Publication information
- Publisher: IDW Publishing
- Format: Limited series
- Genre: Science fiction;
- Publication date: September 2018 – January 2019
- No. of issues: 5

Creative team
- Written by: John Barber and Mike Johnson
- Artist: Philip Murphy
- Colorist: Priscilla Tramontano

= Star Trek vs. Transformers =

Comic book limited series

Star Trek vs. Transformers is a five-issue comic book limited series published by IDW Publishing. It is a crossover between the Star Trek and Transformers franchises, using the characters and art styles from the 1973 cartoon Star Trek: The Animated Series and the 1984 cartoon The Transformers. The first issue was released in September 2018. The comic was issued as a five part mini-series and has met with favorable reviews for mixing the two science fiction universes. In particular, they praised artist Philip Murphy artistic style with character's which were compared to cel animation.

The comics are written by John Barber and Mike Johnson with art by Philip Murphy and Leonardo Ito as the colorist.

==Story==
Answering a distress call, members of the ', including Captain Kirk and Spock, arrive at a dilithium mine on the planet Cygnus Seven, near the Klingon border. Unknown to them, a group of Autobots, led by Optimus Prime, crash-landed here following a battle with Decepticons. Following World War III on Earth, during the late 20th century the former group had left in search of energon. The miners reactivated both factions, the Decepticons first.

When they arrive, the starship crew find the Decepticons attacking. Following some misunderstandings and a mind-meld between Optimus Prime and Spock, Kirk learnes of the Autobots' situation and forms an alliance with them. The Decepticons, led by Megatron, have fled to a moon, where they encounter Trypticon in fortress mode, under control by Klingons led by one Commander Kuri.

During a fight, Fortress Tiberius, a transforming version of the Enterprise, mentally controlled by Kirk attacks to fight off a combined force of Klingons and Decepticons. (Kirk had learned to do this following a two-way neural scan with the Autobot called Ratchet.) The Klingon ship reveals itself as a transformed Trypticon. Kirk finds the transforming "Enterprise" hard to control, as it has a will of its own.

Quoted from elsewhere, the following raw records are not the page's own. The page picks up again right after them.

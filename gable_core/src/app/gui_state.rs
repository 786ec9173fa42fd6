// Copyright 2026 the Gable Authors
// SPDX-License-Identifier: Apache-2.0

use std::any::{Any, TypeId};
use std::collections::VecDeque;
use std::path::PathBuf;

use hashbrown::HashMap;
use kurbo::Point;
use tracing::{debug, trace};

use crate::app::GuiOptions;
use crate::core::{ConnectionId, ErasedAction, Font, TextureCache, WidgetId};

pub(crate) struct Connection {
    pub(crate) id: ConnectionId,
    pub(crate) action_type: TypeId,
    pub(crate) callback: Box<dyn FnMut(&dyn Any)>,
}

/// State shared by all widgets of a [`Gui`](crate::app::Gui), reachable from the contexts.
pub(crate) struct GuiState {
    pub(crate) focused_widget: Option<WidgetId>,
    /// Focus change requested by a widget during the current pass.
    /// `Some(None)` means focus should be cleared.
    pub(crate) focus_request: Option<Option<WidgetId>>,
    /// Widgets under the mouse, deepest first.
    pub(crate) hovered_path: Vec<WidgetId>,
    /// The widget on which a mouse button is held down.
    pub(crate) active_widget: Option<WidgetId>,
    pub(crate) window_focused: bool,
    /// Set while widgets are being built from a widget file.
    pub(crate) loading_widgets: bool,
    /// Last mouse position, in GUI coordinates.
    pub(crate) last_mouse_position: Option<Point>,
    pub(crate) text_size: f64,
    pub(crate) font: Font,
    pub(crate) textures: TextureCache,
    pub(crate) resource_path: PathBuf,
    pub(crate) actions: VecDeque<(ErasedAction, WidgetId)>,
    pub(crate) connections: HashMap<WidgetId, Vec<Connection>>,
    next_connection_id: u64,
    /// Radio members which were checked during the current pass.
    pub(crate) radio_checks: Vec<WidgetId>,
}

impl GuiState {
    pub(crate) fn new(options: &GuiOptions) -> Self {
        Self {
            focused_widget: None,
            focus_request: None,
            hovered_path: Vec::new(),
            active_widget: None,
            window_focused: true,
            loading_widgets: false,
            last_mouse_position: None,
            text_size: options.text_size,
            font: options.font.clone(),
            textures: TextureCache::new(),
            resource_path: options.resource_path.clone(),
            actions: VecDeque::new(),
            connections: HashMap::new(),
            next_connection_id: 1,
            radio_checks: Vec::new(),
        }
    }

    /// Run the callbacks connected to `source` for this action type, then queue the action.
    pub(crate) fn submit_action(&mut self, source: WidgetId, action: ErasedAction) {
        debug!("Widget {source} submitted {action:?}");
        if let Some(connections) = self.connections.get_mut(&source) {
            let action_type = action.action_type_id();
            for connection in connections
                .iter_mut()
                .filter(|connection| connection.action_type == action_type)
            {
                trace!("Running callback {:?}", connection.id);
                (connection.callback)(action.as_any());
            }
        }
        self.actions.push_back((action, source));
    }

    pub(crate) fn connect(
        &mut self,
        source: WidgetId,
        action_type: TypeId,
        callback: Box<dyn FnMut(&dyn Any)>,
    ) -> ConnectionId {
        let id = ConnectionId(self.next_connection_id);
        self.next_connection_id += 1;
        self.connections.entry(source).or_default().push(Connection {
            id,
            action_type,
            callback,
        });
        id
    }

    pub(crate) fn disconnect(&mut self, id: ConnectionId) -> bool {
        let mut found = false;
        self.connections.retain(|_, connections| {
            let before = connections.len();
            connections.retain(|connection| connection.id != id);
            found |= connections.len() != before;
            !connections.is_empty()
        });
        found
    }

    /// Forget everything about a widget which was removed from the tree.
    pub(crate) fn forget_widget(&mut self, id: WidgetId) {
        if self.focused_widget == Some(id) {
            self.focused_widget = None;
        }
        if self.focus_request == Some(Some(id)) {
            self.focus_request = None;
        }
        if self.active_widget == Some(id) {
            self.active_widget = None;
        }
        self.hovered_path.retain(|hovered| *hovered != id);
        self.radio_checks.retain(|checked| *checked != id);
        self.connections.remove(&id);
    }
}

Starscream, now thinking of himself as "First Emperor Starscream", heads to the Klingon homeworld Kronos. The Autobot and Enterprise crew work out a more permanent alliance on board the real Enterprise. They've decided to pursue the Decepticons into Klingon space.

Meanwhile, Kirk wrestles with the moral dilemma of not abandoning the Autobots, yet also not endangering his own crew. Optimus Prime empathizes with the Starfleet captains. This gives Kirk an idea. TheEnterprise comes to rescue in the transformed Fortress Tiberius, the Autobots, and several replicated battle suits of Cybertronian armor piloted by Spock, Scotty, Sulu, and M'ress.

The Federation negotiates a truce with the Klingons, which absolves Kuri and his crew of any crimes. The Autobots assume independent control of their newly-renovated Titan. Optimus Prime pledges allegiance to the Federation. Fortress Tiberius embarks on an unspecified mission to the final frontier.

== Reception ==
The series has met with a positive response, and Philip Murphy's artistic direction was praised.

WhatCulture did not expect a good result from combining animated Star Trek and Transformers, yet they credited the IDW as making it work.